INDIANAPOLIS, Ind.-- Hoosiers now have a new tool to help fight the opioid epidemic in Indiana. State officials unveiled a Naloxone administration heat map Thursday.

The map tracks where EMS providers use Naloxone to help reverse the effects of opioids in someone suspected of overdosing. First responders must submit patient care data to the Indiana Department of Homeland Security within 24 hours.

"That's gonna put real time data in the hands of not only our public safety health personnel like EMS providers but public safety personnel our police and local community outreach efforts focused on opioid prevention and opioid treatment efforts," Dr. Michael Kauffman, the EMS medical director for IDHS, said.

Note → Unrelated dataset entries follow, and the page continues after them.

//! # Previous-Version Provider
//!
//! The most recently published manifests for the same package and locale. A snapshot is
//! fetched once by the caller and then only read; [`PreviousManifest::none`] stands in for
//! first-time authoring.
//!
//! Installer switches fall back in two levels: the override on the installer at the same
//! position as the one being authored, then the manifest-wide value. The position is the
//! number of installers the current run has already recorded, so the next installer
//! inherits from the next not-yet-consumed previous installer.

use crate::record::{DefaultLocaleManifest, InstallerManifest, InstallerSwitches};
use crate::validate::switch::InstallerSwitch;

//================================================================================================
// Types
//================================================================================================

/// The last published state for the run's package, if any.
#[derive(Debug, Clone, Default, PartialEq, Eq)]
pub struct PreviousManifest {
    default_locale: Option<DefaultLocaleManifest>,
    installer: Option<InstallerManifest>,
}

//================================================================================================
// Impls
//================================================================================================

impl PreviousManifest {
    /// A snapshot from previously published manifests.
    pub fn new(
        default_locale: Option<DefaultLocaleManifest>,
        installer: Option<InstallerManifest>,
    ) -> Self {
        PreviousManifest {
            default_locale,
            installer,
        }
    }

    /// No previous version exists.
    pub fn none() -> Self {
        PreviousManifest::default()
    }

    /// The previous default locale manifest.
    pub fn default_locale(&self) -> Option<&DefaultLocaleManifest> {
        self.default_locale.as_ref()
    }

    /// The previous installer manifest.
    pub fn installer(&self) -> Option<&InstallerManifest> {
        self.installer.as_ref()
    }

    /// Look up a single value of the previous default locale manifest.
    pub fn locale_value<'a, T: ?Sized>(
        &'a self,
        field: impl FnOnce(&'a DefaultLocaleManifest) -> Option<&'a T>,
    ) -> Option<&'a T> {
        self.default_locale.as_ref().and_then(field)
    }

    /// The previous value of `switch` for the installer at `installer_index`.
    ///
    /// An index past the end of the previous installers is a miss at the per-installer
    /// level, not an error.
    pub fn installer_switch(&self, switch: InstallerSwitch, installer_index: usize) -> Option<&str> {
        let manifest = self.installer.as_ref()?;
        manifest
            .installers
            .get(installer_index)
            .and_then(|i| i.installer_switches.as_ref())
            .and_then(|s| s.get(switch))
            .or_else(|| manifest.installer_switches.as_ref()?.get(switch))
    }

    /// All previous switches for the installer at `installer_index`, merged per switch.
    pub fn installer_switches(&self, installer_index: usize) -> InstallerSwitches {
        let mut switches = InstallerSwitches::default();
        for switch in InstallerSwitch::ALL {
            switches.set(
                switch,
                self.installer_switch(switch, installer_index).map(str::to_owned),
            );
        }
        switches
    }
}

#[cfg(test)]
mod tests {
    use super::*;
    use crate::record::{Installer, ManifestType};

    fn switches(silent: Option<&str>, custom: Option<&str>) -> Option<InstallerSwitches> {
        Some(InstallerSwitches {
            silent: silent.map(Into::into),
            silent_with_progress: None,
            custom: custom.map(Into::into),
        })
    }

    fn installer_manifest(
        shared: Option<InstallerSwitches>,
        installers: Vec<Option<InstallerSwitches>>,
    ) -> anyhow::Result<InstallerManifest> {
        Ok(InstallerManifest {
            package_identifier: "Foo.Bar".parse()?,
            package_version: "1.0.0".parse()?,
            installer_type: None,
            installer_switches: shared,
            installers: installers
                .into_iter()
                .map(|installer_switches| Installer {
                    installer_switches,
                    ..Default::default()
                })
                .collect(),
            manifest_type: ManifestType::Installer,
            manifest_version: "1.6.0".into(),
        })
    }

    #[test]
    fn manifest_wide_fallback_past_the_end() -> anyhow::Result<()> {
        let manifest = installer_manifest(switches(Some("/S"), None), vec![None])?;
        let previous = PreviousManifest::new(None, Some(manifest));

        assert_eq!(previous.installer_switch(InstallerSwitch::Silent, 1), Some("/S"));
        assert_eq!(previous.installer_switch(InstallerSwitch::Custom, 1), None);
        Ok(())
    }

    #[test]
    fn next_unconsumed_installer_wins() -> anyhow::Result<()> {
        let manifest = installer_manifest(
            switches(Some("/shared"), Some("/norestart")),
            vec![switches(Some("/first"), None), switches(Some("/second"), None)],
        )?;
        let previous = PreviousManifest::new(None, Some(manifest));

        assert_eq!(previous.installer_switch(InstallerSwitch::Silent, 0), Some("/first"));
        assert_eq!(previous.installer_switch(InstallerSwitch::Silent, 1), Some("/second"));
        assert_eq!(previous.installer_switch(InstallerSwitch::Silent, 2), Some("/shared"));
        assert_eq!(
            previous.installer_switch(InstallerSwitch::Custom, 1),
            Some("/norestart")
        );

        let merged = previous.installer_switches(1);
        assert_eq!(merged.silent.as_deref(), Some("/second"));
        assert_eq!(merged.silent_with_progress, None);
        assert_eq!(merged.custom.as_deref(), Some("/norestart"));
        Ok(())
    }

    #[test]
    fn absent_snapshot() {
        let previous = PreviousManifest::none();
        assert!(previous.default_locale().is_none());
        assert_eq!(previous.installer_switch(InstallerSwitch::Silent, 0), None);
        assert!(previous.installer_switches(3).is_empty());
    }
}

Using the map, a viewer can see the approximate location, but not specific address, where naloxone was used by EMS personnel by location and time frame.

"I think all additional information that can be brought to bear is helpful," Indianapolis EMS chief of operations Michael Hayward said.

IEMS has its own heat map it uses. Hayward said responding to overdoses has become commonplace, but the past few months have seen a slight decrease. It reports 199 patients receiving naloxone in May, 152 in June, 135 in July and 105 so far in August.

"The problem is we've also seen the institution of naloxone being given out at pharmacies to lay persons so even though we see a decline in the use by our crews we can't really say that, we can't really say that that equates to fewer overdoses," Hayward said.

The state reports there were 757 opioid deaths in 2017. In 2012 there were less than 400.